(Saved data entries)

* * * * * * *

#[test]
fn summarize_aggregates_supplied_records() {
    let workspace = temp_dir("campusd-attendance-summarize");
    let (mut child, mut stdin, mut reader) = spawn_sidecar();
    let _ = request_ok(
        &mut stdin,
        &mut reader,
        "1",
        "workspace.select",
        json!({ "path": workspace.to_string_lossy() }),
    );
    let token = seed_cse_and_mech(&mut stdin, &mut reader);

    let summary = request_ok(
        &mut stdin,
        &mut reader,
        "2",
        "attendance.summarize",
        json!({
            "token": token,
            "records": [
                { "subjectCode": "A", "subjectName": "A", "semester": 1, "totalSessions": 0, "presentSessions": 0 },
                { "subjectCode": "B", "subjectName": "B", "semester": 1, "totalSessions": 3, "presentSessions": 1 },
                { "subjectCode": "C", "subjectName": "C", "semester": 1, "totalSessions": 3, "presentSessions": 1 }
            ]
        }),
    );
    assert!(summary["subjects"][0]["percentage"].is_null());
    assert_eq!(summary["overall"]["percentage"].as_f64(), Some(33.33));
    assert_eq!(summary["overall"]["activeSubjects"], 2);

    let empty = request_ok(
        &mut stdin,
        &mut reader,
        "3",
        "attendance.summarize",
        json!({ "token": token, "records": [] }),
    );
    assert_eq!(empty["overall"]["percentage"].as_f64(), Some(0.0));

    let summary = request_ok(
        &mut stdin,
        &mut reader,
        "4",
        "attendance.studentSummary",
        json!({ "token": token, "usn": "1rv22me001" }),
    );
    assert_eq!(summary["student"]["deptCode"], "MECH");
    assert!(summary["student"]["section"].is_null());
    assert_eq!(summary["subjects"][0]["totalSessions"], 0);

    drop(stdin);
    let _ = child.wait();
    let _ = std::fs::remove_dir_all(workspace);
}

* * * * * * *

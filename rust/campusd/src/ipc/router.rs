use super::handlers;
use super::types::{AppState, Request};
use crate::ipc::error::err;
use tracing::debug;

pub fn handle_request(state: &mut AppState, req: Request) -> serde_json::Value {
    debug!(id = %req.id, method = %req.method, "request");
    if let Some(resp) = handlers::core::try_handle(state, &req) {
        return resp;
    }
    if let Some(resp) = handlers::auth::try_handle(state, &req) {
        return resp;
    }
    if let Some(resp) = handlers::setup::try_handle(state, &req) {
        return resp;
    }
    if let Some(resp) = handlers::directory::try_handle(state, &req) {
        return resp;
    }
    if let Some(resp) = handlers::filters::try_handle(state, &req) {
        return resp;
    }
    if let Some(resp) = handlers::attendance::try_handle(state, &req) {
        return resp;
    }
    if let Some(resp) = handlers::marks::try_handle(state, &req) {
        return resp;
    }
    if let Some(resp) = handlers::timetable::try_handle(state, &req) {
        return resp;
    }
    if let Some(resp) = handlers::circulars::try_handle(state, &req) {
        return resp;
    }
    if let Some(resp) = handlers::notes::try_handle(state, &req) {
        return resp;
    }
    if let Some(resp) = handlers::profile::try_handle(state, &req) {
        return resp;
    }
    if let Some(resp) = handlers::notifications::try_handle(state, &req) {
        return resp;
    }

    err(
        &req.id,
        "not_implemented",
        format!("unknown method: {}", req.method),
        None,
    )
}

* * * * * * *

(TASK STATEMENT)
Pull out every line in the data above that has the word "campusd".

(RESPONSE BELOW)
    let workspace = temp_dir("campusd-attendance-summarize");
filename rust/campusd/src/ipc/router.rs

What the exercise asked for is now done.